The required answer is each line in the entries below where "ViewModel" occurs.

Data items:
_ _ _
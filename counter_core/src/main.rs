//! Cross-toolchain wire fixtures.
//!
//! Prints the canonical frame of every message variant as JSON so a shell
//! built by another toolchain can compare its encoder byte-for-byte.
//!
//!   cargo run -p counter_core > wire_fixtures.json

use counter_core::domain::{DatabaseOperation, DatabaseOutput, EffectRequest, Event, ViewModel};
use counter_core::{codec, SCHEMA_VERSION};

fn hex(bytes: &[u8]) -> String {
    bytes.iter().map(|b| format!("{:02x}", b)).collect()
}

fn fixtures() -> Vec<(&'static str, Vec<u8>)> {
    vec![
        ("event/initialize", codec::encode(&Event::Initialize)),
        ("event/increment", codec::encode(&Event::Increment)),
        ("event/decrement", codec::encode(&Event::Decrement)),
        ("event/reset", codec::encode(&Event::Reset)),
        (
            "event/database_response/succeeded",
            codec::encode(&Event::DatabaseResponse(DatabaseOutput::Succeeded)),
        ),
        (
            "event/database_response/failed",
            codec::encode(&Event::DatabaseResponse(DatabaseOutput::Failed(
                "disk full".to_string(),
            ))),
        ),
        (
            "event/database_response/counter",
            codec::encode(&Event::DatabaseResponse(DatabaseOutput::Counter(-3))),
        ),
        (
            "view/initial",
            codec::encode(&ViewModel {
                count: "Count is: 0".to_string(),
                message: String::new(),
            }),
        ),
        ("request/render", codec::encode(&EffectRequest::Render)),
        (
            "batch/update_then_render",
            codec::encode(&vec![
                EffectRequest::Database(DatabaseOperation::UpdateCounter(1)),
                EffectRequest::Render,
            ]),
        ),
        (
            "batch/fetch_then_render",
            codec::encode(&vec![
                EffectRequest::Database(DatabaseOperation::FetchCounter),
                EffectRequest::Render,
            ]),
        ),
    ]
}

fn main() {
    println!("{{");
    println!("  \"schema_version\": {},", SCHEMA_VERSION);
    println!("  \"frames\": {{");
    let all = fixtures();
    for (i, (name, bytes)) in all.iter().enumerate() {
        let sep = if i + 1 == all.len() { "" } else { "," };
        println!("    \"{}\": \"{}\"{}", name, hex(bytes), sep);
    }
    println!("  }}");
    println!("}}");
}
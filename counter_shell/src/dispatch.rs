//! Dispatch Loop: the shell-resident controller around the core.
//!
//! Two states:
//!   Idle     --issue(event)-->  Draining   encode, call core, decode batch
//!   Draining --executeNext-->   Draining   run the next request, in order
//!   Draining --batchEmpty-->    Idle
//!
//! Rules:
//!   - One batch at a time. Follow-up events and events posted while a
//!     batch drains are queued FIFO and issued only after it drains.
//!   - A codec or protocol failure aborts the current dispatch call and
//!     leaves the loop Idle; events already queued stay queued.
//!   - The core is only ever called from the thread that owns the loop.

use std::collections::{BTreeSet, VecDeque};
use std::sync::Arc;
use std::time::{Duration, Instant};

use tokio::sync::mpsc::{self, UnboundedReceiver, UnboundedSender};
use tracing::{debug, error, warn};

use counter_core::{
    codec, CodecError, CoreBoundary, DatabaseOutput, EffectRequest, Event, ProtocolError,
    ViewModel,
};

use crate::config::ShellConfig;
use crate::error::ShellError;
use crate::executor::{EffectExecutor, Inbound, Outcome};
use crate::storage::{self, CounterStore};
use crate::view::{SubscriptionId, ViewCell, ViewObserver};

/// Message carried by the failure event synthesized for an abandoned effect.
pub const TIMEOUT_MESSAGE: &str = "storage operation timed out";

#[derive(Debug, Clone, Copy, PartialEq, Eq)]
pub enum LoopState {
    Idle,
    Draining,
}

/// Cloneable, `Send` handle for posting events from observers or other
/// threads. Posted events are queued, never dispatched inline.
#[derive(Debug, Clone)]
pub struct ShellHandle {
    inbox: UnboundedSender<Inbound>,
}

impl ShellHandle {
    pub fn post(&self, event: Event) -> Result<(), ShellError> {
        self.inbox
            .send(Inbound::Posted(event))
            .map_err(|_| ShellError::Closed)
    }
}

pub struct DispatchLoop<C: CoreBoundary> {
    core: C,
    executor: EffectExecutor,
    view: ViewCell,
    state: LoopState,
    queue: VecDeque<Event>,
    inbox_tx: UnboundedSender<Inbound>,
    inbox_rx: UnboundedReceiver<Inbound>,
    outstanding: BTreeSet<u64>,
    settle_timeout: Duration,
    dispatched: u64,
}

impl<C: CoreBoundary> DispatchLoop<C> {
    /// Wrap `core`, pulling its initial view.
    pub fn new(
        core: C,
        store: Arc<dyn CounterStore>,
        config: &ShellConfig,
    ) -> Result<Self, ShellError> {
        config.validate()?;
        let initial: ViewModel = codec::decode(&core.view())?;
        let (inbox_tx, inbox_rx) = mpsc::unbounded_channel();
        let executor = EffectExecutor::new(
            store,
            &config.storage.counter,
            &config.effects,
            inbox_tx.clone(),
        )?;

        Ok(Self {
            core,
            executor,
            view: ViewCell::new(initial),
            state: LoopState::Idle,
            queue: VecDeque::new(),
            inbox_tx,
            inbox_rx,
            outstanding: BTreeSet::new(),
            settle_timeout: config.effects.settle_timeout(),
            dispatched: 0,
        })
    }

    /// Open the store selected by `config.storage`, then wrap `core`.
    pub fn from_config(core: C, config: &ShellConfig) -> Result<Self, ShellError> {
        let store = storage::open_store(&config.storage)?;
        Self::new(core, store, config)
    }

    // -- Accessors --

    pub fn state(&self) -> LoopState {
        self.state
    }

    /// The single current view snapshot.
    pub fn view(&self) -> &ViewModel {
        self.view.current()
    }

    /// Events waiting to be dispatched.
    pub fn pending(&self) -> usize {
        self.queue.len()
    }

    /// Background effects whose completion has not arrived yet.
    pub fn in_flight(&self) -> usize {
        self.outstanding.len()
    }

    /// Events handed to the core so far.
    pub fn dispatched(&self) -> u64 {
        self.dispatched
    }

    /// Render publishes so far.
    pub fn publishes(&self) -> u64 {
        self.view.publishes()
    }

    pub fn core(&self) -> &C {
        &self.core
    }

    pub fn handle(&self) -> ShellHandle {
        ShellHandle {
            inbox: self.inbox_tx.clone(),
        }
    }

    pub fn subscribe(&mut self, observer: impl ViewObserver + 'static) -> SubscriptionId {
        self.view.subscribe(observer)
    }

    pub fn unsubscribe(&mut self, id: SubscriptionId) -> bool {
        self.view.unsubscribe(id)
    }

    // -- Driving the loop --

    /// Queue `event` and run until the queue is empty.
    pub fn issue(&mut self, event: Event) -> Result<(), ShellError> {
        self.queue.push_back(event);
        self.run()
    }

    /// Collect posted events and completions without blocking, then run.
    pub fn pump(&mut self) -> Result<(), ShellError> {
        self.run()
    }

    /// Run until nothing is queued and no background effect is in flight.
    ///
    /// Waits at most `effects.settle_timeout_ms` in total. Effects still
    /// outstanding at the deadline are abandoned: each gets a
    /// `DatabaseResponse(Failed(TIMEOUT_MESSAGE))` and its late completion
    /// is discarded.
    pub fn settle(&mut self) -> Result<(), ShellError> {
        self.run()?;
        let deadline = Instant::now() + self.settle_timeout;
        while !self.outstanding.is_empty() {
            let remaining = deadline.saturating_duration_since(Instant::now());
            match self.executor.wait(&mut self.inbox_rx, remaining) {
                Some(inbound) => self.accept(inbound),
                None => self.abandon_outstanding(),
            }
            self.run()?;
        }
        Ok(())
    }

    fn run(&mut self) -> Result<(), ShellError> {
        self.collect_inbox();
        while let Some(event) = self.queue.pop_front() {
            self.dispatch(event)?;
            self.collect_inbox();
        }
        Ok(())
    }

    fn collect_inbox(&mut self) {
        while let Ok(inbound) = self.inbox_rx.try_recv() {
            self.accept(inbound);
        }
    }

    fn accept(&mut self, inbound: Inbound) {
        match inbound {
            Inbound::Posted(event) => self.queue.push_back(event),
            Inbound::Completed { ticket, event } => {
                if self.outstanding.remove(&ticket) {
                    self.queue.push_back(event);
                } else {
                    warn!(ticket, "discarding completion of abandoned effect");
                }
            }
        }
    }

    fn abandon_outstanding(&mut self) {
        for ticket in std::mem::take(&mut self.outstanding) {
            warn!(ticket, timeout = ?self.settle_timeout, "abandoning storage effect");
            self.queue.push_back(Event::DatabaseResponse(DatabaseOutput::Failed(
                TIMEOUT_MESSAGE.to_string(),
            )));
        }
    }

    /// Idle → Draining → Idle for one event.
    fn dispatch(&mut self, event: Event) -> Result<(), ShellError> {
        // `&mut self` already rules out re-entry; this guards the state field.
        if self.state != LoopState::Idle {
            return Err(ProtocolError::NotIdle.into());
        }

        self.dispatched += 1;
        let sequence = self.dispatched;
        debug!(sequence, event = event.name(), "dispatching event");

        let response = self
            .core
            .process_event(&codec::encode(&event))
            .map_err(|err| {
                error!(sequence, error = %err, "core rejected event");
                ShellError::from(err)
            })?;
        let batch = decode_batch(&response).map_err(|err| {
            error!(sequence, error = %err, "unreadable effect batch");
            err
        })?;

        self.state = LoopState::Draining;
        let drained = self.drain(sequence, batch);
        self.state = LoopState::Idle;
        drained
    }

    fn drain(&mut self, sequence: u64, batch: Vec<EffectRequest>) -> Result<(), ShellError> {
        let mut follow_ups = Vec::new();
        let mut result = Ok(());

        for (index, request) in batch.into_iter().enumerate() {
            debug!(sequence, index, effect = request.name(), "executing effect");
            match self.executor.execute(request, &self.core, &mut self.view) {
                Ok(Outcome::Completed) => {}
                Ok(Outcome::FollowUp(event)) => follow_ups.push(event),
                Ok(Outcome::Pending(ticket)) => {
                    self.outstanding.insert(ticket);
                }
                Err(err) => {
                    error!(sequence, index, error = %err, "effect aborted the batch");
                    result = Err(err);
                    break;
                }
            }
        }

        // Outcomes of effects that already ran are real; keep them.
        self.queue.extend(follow_ups);
        result
    }
}

/// Decode a batch, classifying unknown effect tags as protocol skew.
fn decode_batch(bytes: &[u8]) -> Result<Vec<EffectRequest>, ShellError> {
    codec::decode(bytes).map_err(|err| match err {
        CodecError::UnknownVariant { message, tag } => {
            ProtocolError::UnrecognizedEffect { message, tag }.into()
        }
        other => ShellError::Codec(other),
    })
}

#[cfg(test)]
mod tests {
    use super::*;
    use counter_core::Core;
    use crate::error::StorageError;
    use crate::storage::MemoryStore;

    fn shell() -> (DispatchLoop<Core>, Arc<MemoryStore>) {
        let store = Arc::new(MemoryStore::new());
        let shell = DispatchLoop::new(Core::new(), store.clone(), &ShellConfig::default()).unwrap();
        (shell, store)
    }

    #[test]
    fn starts_idle_with_initial_view() {
        let (shell, _) = shell();
        assert_eq!(shell.state(), LoopState::Idle);
        assert_eq!(shell.view().count, "Count is: 0");
        assert_eq!(shell.dispatched(), 0);
    }

    #[test]
    fn follow_up_is_dispatched_after_batch() {
        let (mut shell, store) = shell();
        shell.issue(Event::Increment).unwrap();

        // Increment, then the storage follow-up.
        assert_eq!(shell.dispatched(), 2);
        assert_eq!(shell.pending(), 0);
        assert_eq!(store.get("app"), Some(1));
        assert_eq!(shell.view().count, "Count is: 1");
    }

    #[test]
    fn posted_event_is_queued_until_pumped() {
        let (mut shell, _) = shell();
        shell.handle().post(Event::Increment).unwrap();
        assert_eq!(shell.dispatched(), 0);

        shell.pump().unwrap();
        assert_eq!(shell.view().count, "Count is: 1");
    }

    #[test]
    fn dispatch_while_draining_is_not_idle() {
        let (mut shell, _) = shell();
        shell.state = LoopState::Draining;

        let result = shell.dispatch(Event::Increment);

        assert!(matches!(
            result,
            Err(ShellError::Protocol(ProtocolError::NotIdle))
        ));
        assert_eq!(shell.dispatched(), 0);
    }

    #[test]
    fn invalid_config_is_rejected() {
        let mut config = ShellConfig::default();
        config.effects.worker_threads = 0;
        let result = DispatchLoop::new(Core::new(), Arc::new(MemoryStore::new()), &config);
        assert!(matches!(result, Err(ShellError::Config(_))));
    }

    #[test]
    fn from_config_opens_configured_store() {
        let dir = tempfile::tempdir().unwrap();
        let mut config = ShellConfig::default();
        config.storage.path = Some(dir.path().join("counter.json"));

        let mut shell = DispatchLoop::from_config(Core::new(), &config).unwrap();
        shell.issue(Event::Increment).unwrap();

        assert!(dir.path().join("counter.json").exists());
    }

    #[test]
    fn unopenable_store_is_storage_error() {
        let dir = tempfile::tempdir().unwrap();
        let blocker = dir.path().join("blocker");
        std::fs::write(&blocker, b"not a directory").unwrap();
        let mut config = ShellConfig::default();
        config.storage.path = Some(blocker.join("counter.json"));

        let result = DispatchLoop::from_config(Core::new(), &config);

        assert!(
            matches!(result, Err(ShellError::Storage(StorageError::Io { .. }))),
            "got {:?}",
            result.err()
        );
    }

    #[test]
    fn unknown_tag_is_protocol_skew() {
        // Frame v1, RequestBatch with one request of kind 7.
        let bytes = [0x08, 0x01, 0x22, 0x04, 0x0a, 0x02, 0x08, 0x07];
        match decode_batch(&bytes) {
            Err(ShellError::Protocol(ProtocolError::UnrecognizedEffect { tag, .. })) => {
                assert_eq!(tag, 7)
            }
            other => panic!("Expected UnrecognizedEffect, got: {:?}", other),
        }
    }
}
_ _ _
> Response
use counter_core::domain::{DatabaseOperation, DatabaseOutput, EffectRequest, Event, ViewModel};
            codec::encode(&ViewModel {
    ViewModel,
        let initial: ViewModel = codec::decode(&core.view())?;
    pub fn view(&self) -> &ViewModel {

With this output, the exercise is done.